## Directions
Sort through the data and copy the lines holding the word "GroundTruth".

## Source data
// Copyright (c) 2025-2026, Tom Ouellette
// Licensed under the Apache License, Version 2.0 (the "License");
// you may not use this file except in compliance with the License.
// A copy of the License has been included in the root of the repository.

use std::path::{Path, PathBuf};

use pince_core::constant::JACQUARD_RESOLUTION;
use pince_core::error::PinceError;
use pince_core::gr::GroundTruth;
use pince_core::ut::path::collect_files_recursive;

use crate::data::GraspDatasets;
use crate::data::{read_cornell_grasps, read_jacquard_grasps};

/// Annotation files of a grasp dataset on disk
///
/// Ground truth is returned in the frame of a square network input of
/// `output_size` pixels, aligned with the rotation and zoom that were applied
/// to the input image.
#[derive(Debug, Clone)]
pub struct GraspDataset {
    kind: GraspDatasets,
    files: Vec<PathBuf>,
    output_size: usize,
}

impl GraspDataset {
    /// Discover the annotation files of a dataset
    ///
    /// # Arguments
    ///
    /// * `kind` - Dataset layout
    /// * `root` - Directory searched recursively for annotation files
    /// * `output_size` - Side length of the network input in pixels
    /// * `ds_rotate` - Fraction in [0, 1] shifting the start of the file list
    ///
    /// # Examples
    ///
    /// ```no_run
    /// use pince_data::data::{GraspDataset, GraspDatasets};
    ///
    /// let dataset = GraspDataset::open(GraspDatasets::Cornell, "cornell/", 300, 0.0).unwrap();
    /// let ground_truth = dataset.ground_truth(0, 0.0, 1.0).unwrap();
    /// ```
    pub fn open<P: AsRef<Path>>(
        kind: GraspDatasets,
        root: P,
        output_size: usize,
        ds_rotate: f32,
    ) -> Result<Self, PinceError> {
        let (frame_width, frame_height) = kind.frame();

        if output_size == 0 || output_size > frame_width.min(frame_height) {
            return Err(PinceError::InvalidInput(format!(
                "Output size for {} must lie in [1, {}], got {}",
                kind.name(),
                frame_width.min(frame_height),
                output_size
            )));
        }

        if !(0.0..=1.0).contains(&ds_rotate) {
            return Err(PinceError::InvalidInput(format!(
                "Dataset rotation must lie in [0, 1], got {}",
                ds_rotate
            )));
        }

        let mut files = collect_files_recursive(&root, kind.annotation_suffix())?;

        if files.is_empty() {
            return Err(PinceError::DatasetError(format!(
                "No {} annotation files (*{}) found in {}",
                kind.name(),
                kind.annotation_suffix(),
                root.as_ref().display()
            )));
        }

        let start = (files.len() as f32 * ds_rotate).floor() as usize;
        let len = files.len();
        files.rotate_left(start.min(len));

        Ok(Self {
            kind,
            files,
            output_size,
        })
    }
}

impl GraspDataset {
    pub fn kind(&self) -> GraspDatasets {
        self.kind
    }

    pub fn len(&self) -> usize {
        self.files.len()
    }

    pub fn is_empty(&self) -> bool {
        self.files.is_empty()
    }

    pub fn output_size(&self) -> usize {
        self.output_size
    }

    /// Path to the annotation file of an image
    pub fn path(&self, idx: usize) -> Result<&Path, PinceError> {
        self.files.get(idx).map(PathBuf::as_path).ok_or_else(|| {
            PinceError::DatasetError(format!(
                "Index {} is out of bounds for a dataset of {} images",
                idx,
                self.len()
            ))
        })
    }

    /// Image identifier: the annotation file name without its suffix
    ///
    /// Cornell `pcd0100cpos.txt` becomes `pcd0100` and Jacquard
    /// `0_1a9fa4c2_grasps.txt` becomes `0_1a9fa4c2`.
    pub fn id(&self, idx: usize) -> Result<String, PinceError> {
        let name = self
            .path(idx)?
            .file_name()
            .map(|name| name.to_string_lossy().to_string())
            .unwrap_or_default();

        Ok(name
            .strip_suffix(self.kind.annotation_suffix())
            .unwrap_or(&name)
            .to_string())
    }

    /// All image identifiers in dataset order
    pub fn ids(&self) -> Result<Vec<String>, PinceError> {
        (0..self.len()).map(|idx| self.id(idx)).collect()
    }

    /// Name of an image in a Jacquard benchmark submission
    ///
    /// The annotation file name with its last underscore-separated component
    /// removed.
    pub fn jacquard_name(&self, idx: usize) -> Result<String, PinceError> {
        let name = self
            .path(idx)?
            .file_name()
            .map(|name| name.to_string_lossy().to_string())
            .unwrap_or_default();

        Ok(match name.rsplit_once('_') {
            Some((head, _)) => head.to_string(),
            None => name,
        })
    }

    /// Annotations of an image in the native image frame
    pub fn annotations(&self, idx: usize) -> Result<GroundTruth, PinceError> {
        let path = self.path(idx)?;

        match self.kind {
            GraspDatasets::Cornell => read_cornell_grasps(path),
            GraspDatasets::Jacquard | GraspDatasets::Fsim => read_jacquard_grasps(path),
        }
    }

    /// Ground truth of an image in the frame of the network output
    ///
    /// # Arguments
    ///
    /// * `idx` - Image index
    /// * `rot` - Rotation in radians applied to the network input
    /// * `zoom` - Zoom factor applied to the network input
    pub fn ground_truth(&self, idx: usize, rot: f32, zoom: f32) -> Result<GroundTruth, PinceError> {
        if !(zoom > 0.0 && zoom.is_finite()) || !rot.is_finite() {
            return Err(PinceError::InvalidInput(format!(
                "Zoom must be positive and rotation finite, got zoom {} and rotation {}",
                zoom, rot
            )));
        }

        let mut ground_truth = self.annotations(idx)?;
        let size = self.output_size as f32;
        let half = (self.output_size / 2) as f32;

        match self.kind {
            GraspDatasets::Cornell => {
                let Some([cx, cy]) = ground_truth.center() else {
                    return Ok(ground_truth);
                };

                let center = [cx.round(), cy.round()];
                let (frame_width, frame_height) = self.kind.frame();

                let left = (center[0] - half).min(frame_width as f32 - size).max(0.0);
                let top = (center[1] - half).min(frame_height as f32 - size).max(0.0);

                ground_truth.rotate(rot, center);
                ground_truth.offset([-left, -top]);
                ground_truth.zoom(zoom, [half, half]);
            }
            GraspDatasets::Jacquard | GraspDatasets::Fsim => {
                ground_truth.scale(size / JACQUARD_RESOLUTION);
                ground_truth.rotate(rot, [half, half]);
                ground_truth.zoom(zoom, [half, half]);
            }
        }

        Ok(ground_truth)
    }

    /// Total number of annotated grasps
    pub fn count_grasps(&self) -> Result<usize, PinceError> {
        (0..self.len())
            .map(|idx| self.annotations(idx).map(|gt| gt.len()))
            .sum()
    }
}
// Copyright (c) 2025-2026, Tom Ouellette
// Licensed under the Apache License, Version 2.0 (the "License");
// you may not use this file except in compliance with the License.
// A copy of the License has been included in the root of the repository.

use pince_core::error::PinceError;

/// Grasp datasets with a known annotation layout.
#[derive(Debug, Clone, Copy, PartialEq, Eq)]
pub enum GraspDatasets {
    Cornell,
    Jacquard,
    Fsim,
}

impl GraspDatasets {
    /// Select a dataset by name.
    ///
    /// # Examples
    ///
    /// ```
    /// use pince_data::data::GraspDatasets;
    ///
    /// assert_eq!(GraspDatasets::select("jacquard").unwrap(), GraspDatasets::Jacquard);
    /// assert!(GraspDatasets::select("graspnet").is_err());
    /// ```
    pub fn select(name: &str) -> Result<Self, PinceError> {
        match name.to_lowercase().as_str() {
            "cornell" => Ok(GraspDatasets::Cornell),
            "jacquard" => Ok(GraspDatasets::Jacquard),
            "fsim" => Ok(GraspDatasets::Fsim),
            _ => Err(PinceError::DatasetError(format!(
                "Dataset {} not found. Available grasp datasets include: {}.",
                name,
                GraspDatasets::iter()
                    .map(|d| d.name())
                    .collect::<Vec<&str>>()
                    .join(", ")
            ))),
        }
    }

    /// Return an iterator over the enum members.
    pub fn iter() -> impl Iterator<Item = &'static GraspDatasets> {
        static DATASETS: [GraspDatasets; 3] = [
            GraspDatasets::Cornell,
            GraspDatasets::Jacquard,
            GraspDatasets::Fsim,
        ];

        DATASETS.iter()
    }

    /// Name used to select the dataset.
    pub fn name(&self) -> &'static str {
        match self {
            GraspDatasets::Cornell => "cornell",
            GraspDatasets::Jacquard => "jacquard",
            GraspDatasets::Fsim => "fsim",
        }
    }

    /// Ending shared by every annotation file in the dataset.
    pub fn annotation_suffix(&self) -> &'static str {
        match self {
            GraspDatasets::Cornell => "cpos.txt",
            GraspDatasets::Jacquard => "_grasps.txt",
            GraspDatasets::Fsim => "_grasps.txt",
        }
    }

    /// Native image width and height in pixels.
    pub fn frame(&self) -> (usize, usize) {
        match self {
            GraspDatasets::Cornell => (640, 480),
            GraspDatasets::Jacquard => (1024, 1024),
            GraspDatasets::Fsim => (1024, 1024),
        }
    }

    /// Authors or origin of the annotations.
    pub fn data_authors(&self) -> &'static str {
        match self {
            GraspDatasets::Cornell => "Jiang et al. 2011",
            GraspDatasets::Jacquard => "Depierre et al. 2018",
            GraspDatasets::Fsim => "Simulation",
        }
    }

    /// Short description of the dataset.
    pub fn description(&self) -> &'static str {
        match self {
            GraspDatasets::Cornell => {
                "885 RGB-D images of household objects with rectangle corner annotations"
            }
            GraspDatasets::Jacquard => {
                "Synthetic RGB-D scenes with simulated grasp annotations (x;y;angle;w;h)"
            }
            GraspDatasets::Fsim => "Simulated scenes annotated in the Jacquard line format",
        }
    }
}

#[cfg(test)]
mod test {
    use super::*;

    #[test]
    fn test_select_roundtrip() {
        for dataset in GraspDatasets::iter() {
            assert_eq!(GraspDatasets::select(dataset.name()).unwrap(), *dataset);
        }
    }

    #[test]
    fn test_select_case_insensitive() {
        assert_eq!(
            GraspDatasets::select("Cornell").unwrap(),
            GraspDatasets::Cornell
        );
    }

    #[test]
    fn test_unknown_lists_available() {
        let err = GraspDatasets::select("ocid").unwrap_err();
        assert!(err.to_string().contains("cornell, jacquard, fsim"));
    }
}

## Solution to the problem
use pince_core::gr::GroundTruth;
    pub fn annotations(&self, idx: usize) -> Result<GroundTruth, PinceError> {
    pub fn ground_truth(&self, idx: usize, rot: f32, zoom: f32) -> Result<GroundTruth, PinceError> {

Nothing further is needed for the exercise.